Task to complete: Retype every record below exactly as it is written.
⟨
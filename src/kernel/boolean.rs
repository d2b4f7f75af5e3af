use crate::bitmap::live_set::LiveSet;

/// Boolean kernels over packed bitsets. When neither operand carries
/// nulls these are bulk word operations; the null-aware path falls back
/// to lane-wise evaluation with null propagation.

pub fn and(a: &LiveSet, a_nulls: &LiveSet, b: &LiveSet, b_nulls: &LiveSet) -> (LiveSet, LiveSet) {
    binary_words(a, a_nulls, b, b_nulls, |x, y| x & y)
}

pub fn or(a: &LiveSet, a_nulls: &LiveSet, b: &LiveSet, b_nulls: &LiveSet) -> (LiveSet, LiveSet) {
    binary_words(a, a_nulls, b, b_nulls, |x, y| x | y)
}

pub fn xor(a: &LiveSet, a_nulls: &LiveSet, b: &LiveSet, b_nulls: &LiveSet) -> (LiveSet, LiveSet) {
    binary_words(a, a_nulls, b, b_nulls, |x, y| x ^ y)
}

fn binary_words(
    a: &LiveSet,
    a_nulls: &LiveSet,
    b: &LiveSet,
    b_nulls: &LiveSet,
    word_op: fn(u64, u64) -> u64,
) -> (LiveSet, LiveSet) {
    let len = a.len().max(b.len());
    let mut out = LiveSet::new();
    out.resize_len(len);
    let mut nulls = LiveSet::new();
    nulls.resize_len(len);

    if a_nulls.is_empty() && b_nulls.is_empty() {
        let words = out.words_mut();
        for i in 0..words.len() {
            let x = a.words().get(i).copied().unwrap_or(0);
            let y = b.words().get(i).copied().unwrap_or(0);
            words[i] = word_op(x, y);
        }
        out.refresh_cardinality();
        return (out, nulls);
    }

    for i in 0..len {
        if a_nulls.test(i) || b_nulls.test(i) {
            nulls.set(i);
        } else if word_op(a.test(i) as u64, b.test(i) as u64) != 0 {
            out.set(i);
        }
    }
    (out, nulls)
}

/// Complement over the logical length; the partial last word's high bits
/// are masked off. Null lanes stay null.
pub fn not(a: &LiveSet, a_nulls: &LiveSet) -> (LiveSet, LiveSet) {
    let mut out = a.clone();
    out.not_inplace();
    if !a_nulls.is_empty() {
        // Null lanes must not read as true after complementing.
        for i in a_nulls.iter() {
            if i < out.len() {
                out.clear(i);
            }
        }
    }
    (out, a_nulls.clone())
}

/// Population count with the count-lowest-set-bit loop.
pub fn popcount(words: &[u64]) -> u64 {
    let mut count = 0u64;
    for &word in words {
        let mut w = word;
        while w != 0 {
            w &= w - 1;
            count += 1;
        }
    }
    count
}

#[cfg(test)]
mod tests {
    use super::*;

    fn bits(indices: &[usize], len: usize) -> LiveSet {
        let mut set = LiveSet::new();
        set.resize_len(len);
        for &i in indices {
            set.set(i);
        }
        set
    }

    fn empty(len: usize) -> LiveSet {
        let mut set = LiveSet::new();
        set.resize_len(len);
        set
    }

    #[test]
    fn test_word_ops_without_nulls() {
        let a = bits(&[0, 5, 70], 128);
        let b = bits(&[5, 70, 100], 128);
        let (and_out, _) = and(&a, &empty(128), &b, &empty(128));
        assert_eq!(and_out.iter().collect::<Vec<_>>(), vec![5, 70]);
        let (or_out, _) = or(&a, &empty(128), &b, &empty(128));
        assert_eq!(or_out.cardinality(), 4);
        let (xor_out, _) = xor(&a, &empty(128), &b, &empty(128));
        assert_eq!(xor_out.iter().collect::<Vec<_>>(), vec![0, 100]);
    }

    #[test]
    fn test_null_propagation() {
        let a = bits(&[0, 1], 4);
        let b = bits(&[1], 4);
        let a_nulls = bits(&[2], 4);
        let (out, nulls) = and(&a, &a_nulls, &b, &empty(4));
        assert!(out.test(1));
        assert!(!out.test(0));
        assert!(nulls.test(2));
        assert!(!nulls.test(1));
    }

    #[test]
    fn test_not_with_partial_word_and_nulls() {
        let a = bits(&[0], 10);
        let a_nulls = bits(&[9], 10);
        let (out, nulls) = not(&a, &a_nulls);
        assert!(!out.test(0));
        assert!(out.test(1));
        assert!(!out.test(9)); // null lane does not read true
        assert!(nulls.test(9));
        assert_eq!(out.len(), 10);
    }

    #[test]
    fn test_popcount_loop() {
        assert_eq!(popcount(&[0]), 0);
        assert_eq!(popcount(&[0b1011, u64::MAX]), 3 + 64);
    }
}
⟩
Task result:
filename src/kernel/boolean.rs
repository d2b4f7f75af5e3af
use crate::bitmap::live_set::LiveSet;

/// Boolean kernels over packed bitsets. When neither operand carries
/// nulls these are bulk word operations; the null-aware path falls back
/// to lane-wise evaluation with null propagation.

pub fn and(a: &LiveSet, a_nulls: &LiveSet, b: &LiveSet, b_nulls: &LiveSet) -> (LiveSet, LiveSet) {
    binary_words(a, a_nulls, b, b_nulls, |x, y| x & y)
}

pub fn or(a: &LiveSet, a_nulls: &LiveSet, b: &LiveSet, b_nulls: &LiveSet) -> (LiveSet, LiveSet) {
    binary_words(a, a_nulls, b, b_nulls, |x, y| x | y)
}

pub fn xor(a: &LiveSet, a_nulls: &LiveSet, b: &LiveSet, b_nulls: &LiveSet) -> (LiveSet, LiveSet) {
    binary_words(a, a_nulls, b, b_nulls, |x, y| x ^ y)
}

fn binary_words(
    a: &LiveSet,
    a_nulls: &LiveSet,
    b: &LiveSet,
    b_nulls: &LiveSet,
    word_op: fn(u64, u64) -> u64,
) -> (LiveSet, LiveSet) {
    let len = a.len().max(b.len());
    let mut out = LiveSet::new();
    out.resize_len(len);
    let mut nulls = LiveSet::new();
    nulls.resize_len(len);

    if a_nulls.is_empty() && b_nulls.is_empty() {
        let words = out.words_mut();
        for i in 0..words.len() {
            let x = a.words().get(i).copied().unwrap_or(0);
            let y = b.words().get(i).copied().unwrap_or(0);
            words[i] = word_op(x, y);
        }
        out.refresh_cardinality();
        return (out, nulls);
    }

    for i in 0..len {
        if a_nulls.test(i) || b_nulls.test(i) {
            nulls.set(i);
        } else if word_op(a.test(i) as u64, b.test(i) as u64) != 0 {
            out.set(i);
        }
    }
    (out, nulls)
}

/// Complement over the logical length; the partial last word's high bits
/// are masked off. Null lanes stay null.
pub fn not(a: &LiveSet, a_nulls: &LiveSet) -> (LiveSet, LiveSet) {
    let mut out = a.clone();
    out.not_inplace();
    if !a_nulls.is_empty() {
        // Null lanes must not read as true after complementing.
        for i in a_nulls.iter() {
            if i < out.len() {
                out.clear(i);
            }
        }
    }
    (out, a_nulls.clone())
}

/// Population count with the count-lowest-set-bit loop.
pub fn popcount(words: &[u64]) -> u64 {
    let mut count = 0u64;
    for &word in words {
        let mut w = word;
        while w != 0 {
            w &= w - 1;
            count += 1;
        }
    }
    count
}

#[cfg(test)]
mod tests {
    use super::*;

    fn bits(indices: &[usize], len: usize) -> LiveSet {
        let mut set = LiveSet::new();
        set.resize_len(len);
        for &i in indices {
            set.set(i);
        }
        set
    }

    fn empty(len: usize) -> LiveSet {
        let mut set = LiveSet::new();
        set.resize_len(len);
        set
    }

    #[test]
    fn test_word_ops_without_nulls() {
        let a = bits(&[0, 5, 70], 128);
        let b = bits(&[5, 70, 100], 128);
        let (and_out, _) = and(&a, &empty(128), &b, &empty(128));
        assert_eq!(and_out.iter().collect::<Vec<_>>(), vec![5, 70]);
        let (or_out, _) = or(&a, &empty(128), &b, &empty(128));
        assert_eq!(or_out.cardinality(), 4);
        let (xor_out, _) = xor(&a, &empty(128), &b, &empty(128));
        assert_eq!(xor_out.iter().collect::<Vec<_>>(), vec![0, 100]);
    }

    #[test]
    fn test_null_propagation() {
        let a = bits(&[0, 1], 4);
        let b = bits(&[1], 4);
        let a_nulls = bits(&[2], 4);
        let (out, nulls) = and(&a, &a_nulls, &b, &empty(4));
        assert!(out.test(1));
        assert!(!out.test(0));
        assert!(nulls.test(2));
        assert!(!nulls.test(1));
    }

    #[test]
    fn test_not_with_partial_word_and_nulls() {
        let a = bits(&[0], 10);
        let a_nulls = bits(&[9], 10);
        let (out, nulls) = not(&a, &a_nulls);
        assert!(!out.test(0));
        assert!(out.test(1));
        assert!(!out.test(9)); // null lane does not read true
        assert!(nulls.test(9));
        assert_eq!(out.len(), 10);
    }

    #[test]
    fn test_popcount_loop() {
        assert_eq!(popcount(&[0]), 0);
        assert_eq!(popcount(&[0b1011, u64::MAX]), 3 + 64);
    }
}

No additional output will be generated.